Sunday, May 27, 2012

For the Love of Pyrex


READSTOWN, WI

My love affair with Pyrex all started with a tiny blue glass container that I later learned was a refrigerator dish, a remnant of the fifties. I stumbled upon the tiny rectangular dish in a thrift store, along with its slightly larger partner. I loved the robin’s egg blue glaze, and the perfectly fitted glass lids. While I must admit I was oddly charmed by these simple little pieces, and their $1 price tag, I ultimately loved them most for their practicality. The smaller of the two dishes turned out to be exactly the right size for a single serving of just about anything.

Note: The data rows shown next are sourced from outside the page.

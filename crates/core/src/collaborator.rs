use crate::profile::SelectionState;
use anyhow::Result;
use async_trait::async_trait;
#[cfg(test)]
use mockall::automock;
use std::path::Path;

/// The kinds of document a user can upload.
#[derive(Debug, Clone, Copy, PartialEq, Eq)]
pub enum DocumentKind {
    Pdf,
    Png,
    Jpeg,
    PlainText,
}

impl DocumentKind {
    /// Infers the kind from the file extension.
    pub fn from_name(name: &str) -> Option<Self> {
        let extension = Path::new(name)
            .extension()
            .and_then(|e| e.to_str())?
            .to_ascii_lowercase();
        match extension.as_str() {
            "pdf" => Some(Self::Pdf),
            "png" => Some(Self::Png),
            "jpg" | "jpeg" => Some(Self::Jpeg),
            "txt" | "md" => Some(Self::PlainText),
            _ => None,
        }
    }

    pub fn mime_type(&self) -> &'static str {
        match self {
            Self::Pdf => "application/pdf",
            Self::Png => "image/png",
            Self::Jpeg => "image/jpeg",
            Self::PlainText => "text/plain",
        }
    }
}

/// An uploaded document.
#[derive(Debug, Clone)]
pub struct Document {
    pub name: String,
    pub bytes: Vec<u8>,
}

impl Document {
    pub fn new(name: &str, bytes: Vec<u8>) -> Self {
        Self {
            name: name.to_string(),
            bytes,
        }
    }

    pub fn kind(&self) -> Option<DocumentKind> {
        DocumentKind::from_name(&self.name)
    }
}

/// Failures reported by the upstream collaborators.
#[derive(Debug, thiserror::Error)]
pub enum CollaboratorError {
    #[error("unsupported document type: {0}")]
    UnsupportedDocument(String),
    #[error("the document is empty")]
    EmptyDocument,
    #[error("the document is {size} bytes, over the {limit} byte limit")]
    TooLarge { size: u64, limit: u64 },
    #[error("no readable text could be extracted from the document")]
    NoText,
    #[error("response generation failed: {0}")]
    Generation(String),
}

/// Everything the response generator needs for one question.
#[derive(Debug, Clone)]
pub struct GenerationRequest {
    pub prompt: String,
    pub document_text: Option<String>,
    pub selection: SelectionState,
    /// The system instruction built from the selection and document.
    pub instructions: String,
}

/// Turns an uploaded document into text.
#[cfg_attr(test, automock)]
#[async_trait]
pub trait DocumentExtractor {
    async fn extract(&self, document: &Document) -> Result<String>;
}

/// Produces a response for a question. Typically a remote text-generation service.
#[cfg_attr(test, automock)]
#[async_trait]
pub trait ResponseGenerator {
    async fn generate(&self, request: &GenerationRequest) -> Result<String>;
}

The purchase of these Pyrex dishes was followed by a few more refrigerator dishes, including two red ones that I flew half-way across the country. Then there was a tiny yellow casserole dish that was hard to justify buying, but harder still to walk past. The best find yet has perhaps been the trio of mixing bowls that I found at a thrift store for $5. The largest of the original set was missing, and I half-heartedly searched antique stores and flea markets for a replacement. I came across the bowl in a few places but never for less than $40, so I settled for three. Years later, my godmother completed the set for me, and though I have not had a kitchen to call my own since I acquired the sunshine yellow bowl, I grin a little each time I spy it in my storage closet, and imagine someday using it for large batches of bread dough. Beyond the pleasure and practicality of a set of nesting mixing bowls is that satisfaction I get each time I see the set on sale in a flea market, usually with a price tag in the neighborhood of $60.

Last weekend, my farm-owning friend and I went into town and wandered into what might be one of the most fantastic flea markets I’ve found in quite some time. Housed in an old tobacco warehouse, it’s the sort of flea market with heaps of dusty treasures, some more gently used than others. It was here that I found a lovely pink Pyrex pie plate. I’m not particularly fond of pink, but when it comes to Pyrex, I’m willing to make some exceptions. I’d never seen pink Pyrex before, at least nothing that started out as pink. Somehow on a pie plate, it seems perfect. On the way home, I may have been caught actually hugging the pie plate.

Tonight, rhubarb pie fills the dish, and aside from the anxiety that my lovely little treasure will meet the concrete floor in a fatal altercation, I can’t help but grin.